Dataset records

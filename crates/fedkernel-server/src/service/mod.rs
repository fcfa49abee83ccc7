//! FederationService: the single coordinator between HTTP handlers and
//! the storage layer.
//!
//! All business logic flows through [`FederationService`]; handlers are
//! thin wrappers that delegate to these methods. The service owns an
//! explicitly constructed store instance -- there is no process-global
//! graph state. Submodules split the surface per concern: fact ingestion,
//! link resolution, the patch workflow, and read-side queries.

mod ingest;
mod linker;
mod patches;
mod query;

pub use ingest::IngestReport;
pub use linker::LinkerReport;
pub use query::{GraphRow, PatchQueueRow};

use fedkernel_core::{RepoId, RepoStatus, Repository};
use fedkernel_store::{FederationStore, SqliteStore};

use crate::error::ApiError;

/// The central service coordinating ingestion, link resolution, patch
/// workflow transitions, and queries.
pub struct FederationService {
    store: SqliteStore,
}

impl FederationService {
    /// Creates a service backed by a SQLite database at `db_path`.
    pub fn new(db_path: &str) -> Result<Self, ApiError> {
        let store = SqliteStore::new(db_path)
            .map_err(|e| ApiError::Internal(format!("failed to open store: {e}")))?;
        Ok(FederationService { store })
    }

    /// Creates a service on a unique temporary database (for testing).
    pub fn in_memory() -> Result<Self, ApiError> {
        let tmp_path = std::env::temp_dir()
            .join(format!("fedkernel_test_{}.db", uuid::Uuid::new_v4()))
            .to_string_lossy()
            .to_string();
        Self::new(&tmp_path)
    }

    pub(crate) fn store(&self) -> &SqliteStore {
        &self.store
    }

    pub(crate) fn store_mut(&mut self) -> &mut SqliteStore {
        &mut self.store
    }

    // -----------------------------------------------------------------------
    // Repository registration
    // -----------------------------------------------------------------------

    /// Registers a repository (or finds the existing registration) and
    /// marks it Ingesting for the snapshot about to arrive.
    ///
    /// The caller must hold the ingest gate for the returned repo id; the
    /// status transition here is what makes the in-flight snapshot visible
    /// to queries.
    pub fn import_repo(
        &mut self,
        owner: &str,
        repo: &str,
        default_branch: &str,
    ) -> Result<Repository, ApiError> {
        let mut repository = match self.store.find_repo(owner, repo)? {
            Some(existing) => existing,
            None => self.store.create_repo(owner, repo, default_branch)?,
        };
        self.store
            .set_repo_status(repository.repo_id, RepoStatus::Ingesting)?;
        repository.status = RepoStatus::Ingesting;
        tracing::info!(
            repo_id = repository.repo_id.0,
            owner,
            repo,
            "repository import accepted"
        );
        Ok(repository)
    }

    /// Retrieves a repository by id.
    pub fn get_repo(&self, repo_id: RepoId) -> Result<Repository, ApiError> {
        Ok(self.store.get_repo(repo_id)?)
    }

    /// Finds a repository by its coordinates.
    pub fn find_repo(&self, owner: &str, repo: &str) -> Result<Option<Repository>, ApiError> {
        Ok(self.store.find_repo(owner, repo)?)
    }

    /// Lists all registered repositories.
    pub fn list_repos(&self) -> Result<Vec<Repository>, ApiError> {
        Ok(self.store.list_repos()?)
    }
}
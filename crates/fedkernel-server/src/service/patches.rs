//! Patch proposal workflow: propose, review, decide, withdraw.
//!
//! Callers (the HTTP handlers) hold the node-set lock for a proposal's
//! targets around `propose` and `decide`, so the conflict cascade is
//! atomic with respect to concurrent operations on overlapping node sets
//! while disjoint proposals proceed in parallel.

use fedkernel_core::{
    DecideOutcome, NodeId, PatchId, PatchProposal, PatchStatus, RepoStatus,
};
use fedkernel_store::FederationStore;

use crate::error::ApiError;
use crate::service::FederationService;

impl FederationService {
    /// Creates a proposal targeting live nodes of one file.
    ///
    /// Preconditions: the target repository must be Ingested, and every
    /// target id must resolve to a live node of the stated file --
    /// otherwise nothing is created. A still-open (Proposed/UnderReview)
    /// proposal from the same actor with an overlapping target set on the
    /// same file is superseded by the new one.
    pub fn propose(
        &mut self,
        owner: &str,
        repo: &str,
        file_path: &str,
        target_node_ids: Vec<NodeId>,
        actor: &str,
        now: i64,
    ) -> Result<PatchProposal, ApiError> {
        let repository = self
            .store()
            .find_repo(owner, repo)?
            .ok_or_else(|| ApiError::NotFound(format!("repository {owner}/{repo}")))?;
        if repository.status != RepoStatus::Ingested {
            return Err(ApiError::RepoNotIngested(format!(
                "repository {owner}/{repo} is {:?}",
                repository.status
            )));
        }
        if target_node_ids.is_empty() {
            return Err(ApiError::BadRequest(
                "at least one target node id is required".to_string(),
            ));
        }

        let mut missing = Vec::new();
        for node_id in &target_node_ids {
            let live_in_file = self.store().get_node(*node_id)?.is_some_and(|n| {
                n.is_live() && n.repo_id == repository.repo_id && n.file_path == file_path
            });
            if !live_in_file {
                missing.push(node_id.to_hex());
            }
        }
        if !missing.is_empty() {
            return Err(ApiError::TargetNotFound(missing));
        }

        let superseded: Vec<PatchProposal> = self
            .store()
            .find_open_proposals_touching(&target_node_ids)?
            .into_iter()
            .filter(|p| {
                p.actor == actor
                    && p.file_path == file_path
                    && matches!(
                        p.status,
                        PatchStatus::Proposed | PatchStatus::UnderReview
                    )
            })
            .map(|mut p| {
                p.status = PatchStatus::Superseded;
                p.decided_at = Some(now);
                p
            })
            .collect();

        let proposal = PatchProposal {
            patch_id: PatchId::new(),
            repo_id: repository.repo_id,
            owner: owner.to_string(),
            repo: repo.to_string(),
            file_path: file_path.to_string(),
            target_node_ids,
            actor: actor.to_string(),
            status: PatchStatus::Proposed,
            conflicts_with: Vec::new(),
            created_at: now,
            reviewed_by: None,
            decided_at: None,
            decided_by: None,
        };
        self.store_mut().insert_proposal(&proposal)?;
        if !superseded.is_empty() {
            tracing::info!(
                patch_id = %proposal.patch_id,
                count = superseded.len(),
                "superseding older proposals from the same actor"
            );
            self.store_mut().update_proposals(&superseded)?;
        }
        Ok(proposal)
    }

    /// Claims a proposal for review: Proposed -> UnderReview.
    pub fn review(&mut self, patch_id: PatchId, actor: &str) -> Result<PatchProposal, ApiError> {
        let mut proposal = self.require_proposal(patch_id)?;
        if proposal.status != PatchStatus::Proposed {
            return Err(ApiError::Conflict(format!(
                "patch {patch_id} is {}; only Proposed patches can move to review",
                proposal.status.as_str()
            )));
        }
        proposal.status = PatchStatus::UnderReview;
        proposal.reviewed_by = Some(actor.to_string());
        self.store_mut()
            .update_proposals(std::slice::from_ref(&proposal))?;
        Ok(proposal)
    }

    /// Decides a proposal.
    ///
    /// Approval is allowed only from Proposed/UnderReview; a Conflicted
    /// proposal must be re-proposed against the then-current graph to be
    /// approvable. Approval atomically moves every other non-terminal
    /// proposal with an overlapping target set to Conflicted, appending
    /// this patch id to its `conflicts_with`. Rejection is allowed from
    /// any non-terminal status, Conflicted included.
    ///
    /// Returns the decided proposal and the cascade of newly conflicted
    /// ones.
    pub fn decide(
        &mut self,
        patch_id: PatchId,
        outcome: DecideOutcome,
        actor: Option<&str>,
        now: i64,
    ) -> Result<(PatchProposal, Vec<PatchProposal>), ApiError> {
        let mut proposal = self.require_proposal(patch_id)?;
        if proposal.status.is_terminal() {
            return Err(ApiError::Conflict(format!(
                "patch {patch_id} is already {}",
                proposal.status.as_str()
            )));
        }

        match outcome {
            DecideOutcome::Rejected => {
                proposal.status = PatchStatus::Rejected;
                proposal.decided_at = Some(now);
                proposal.decided_by = actor.map(str::to_string);
                self.store_mut()
                    .update_proposals(std::slice::from_ref(&proposal))?;
                Ok((proposal, Vec::new()))
            }
            DecideOutcome::Approved => {
                if proposal.status == PatchStatus::Conflicted {
                    return Err(ApiError::Conflict(format!(
                        "patch {patch_id} is Conflicted and cannot be approved; \
                         re-propose it against the current graph"
                    )));
                }
                proposal.status = PatchStatus::Approved;
                proposal.decided_at = Some(now);
                proposal.decided_by = actor.map(str::to_string);

                let cascade: Vec<PatchProposal> = self
                    .store()
                    .find_open_proposals_touching(&proposal.target_node_ids)?
                    .into_iter()
                    .filter(|p| p.patch_id != patch_id)
                    .map(|mut p| {
                        p.status = PatchStatus::Conflicted;
                        if !p.conflicts_with.contains(&patch_id) {
                            p.conflicts_with.push(patch_id);
                        }
                        p
                    })
                    .collect();

                // One batch: the approval and its cascade commit together
                // or not at all.
                let mut batch = Vec::with_capacity(1 + cascade.len());
                batch.push(proposal.clone());
                batch.extend(cascade.iter().cloned());
                self.store_mut().update_proposals(&batch)?;

                tracing::info!(
                    patch_id = %patch_id,
                    conflicted = cascade.len(),
                    "proposal approved"
                );
                Ok((proposal, cascade))
            }
        }
    }

    /// Withdraws a non-terminal proposal: its own actor retracts it, which
    /// records a rejection decided by that actor.
    pub fn withdraw(&mut self, patch_id: PatchId, now: i64) -> Result<PatchProposal, ApiError> {
        let mut proposal = self.require_proposal(patch_id)?;
        if proposal.status.is_terminal() {
            return Err(ApiError::Conflict(format!(
                "patch {patch_id} is already {}",
                proposal.status.as_str()
            )));
        }
        proposal.status = PatchStatus::Rejected;
        proposal.decided_at = Some(now);
        proposal.decided_by = Some(proposal.actor.clone());
        self.store_mut()
            .update_proposals(std::slice::from_ref(&proposal))?;
        Ok(proposal)
    }

    /// Target node ids of a proposal, for lock acquisition before the
    /// critical section.
    pub fn proposal_targets(&self, patch_id: PatchId) -> Result<Vec<NodeId>, ApiError> {
        Ok(self.require_proposal(patch_id)?.target_node_ids)
    }

    /// Retrieves a proposal or fails NotFound.
    pub fn require_proposal(&self, patch_id: PatchId) -> Result<PatchProposal, ApiError> {
        self.store()
            .get_proposal(patch_id)?
            .ok_or_else(|| ApiError::NotFound(format!("patch {patch_id}")))
    }
}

WHAT THE TASK ASKS -> The reply should hold only the lines from the top of the records through the line that has "pub fn new(db_path: &str)", each one exact.

SOLUTION TO THE PROBLEM ->
filename crates/fedkernel-server/src/service/mod.rs
repository fcfa49abee83ccc7
//! FederationService: the single coordinator between HTTP handlers and
//! the storage layer.
//!
//! All business logic flows through [`FederationService`]; handlers are
//! thin wrappers that delegate to these methods. The service owns an
//! explicitly constructed store instance -- there is no process-global
//! graph state. Submodules split the surface per concern: fact ingestion,
//! link resolution, the patch workflow, and read-side queries.

mod ingest;
mod linker;
mod patches;
mod query;

pub use ingest::IngestReport;
pub use linker::LinkerReport;
pub use query::{GraphRow, PatchQueueRow};

use fedkernel_core::{RepoId, RepoStatus, Repository};
use fedkernel_store::{FederationStore, SqliteStore};

use crate::error::ApiError;

/// The central service coordinating ingestion, link resolution, patch
/// workflow transitions, and queries.
pub struct FederationService {
    store: SqliteStore,
}

impl FederationService {
    /// Creates a service backed by a SQLite database at `db_path`.
    pub fn new(db_path: &str) -> Result<Self, ApiError> {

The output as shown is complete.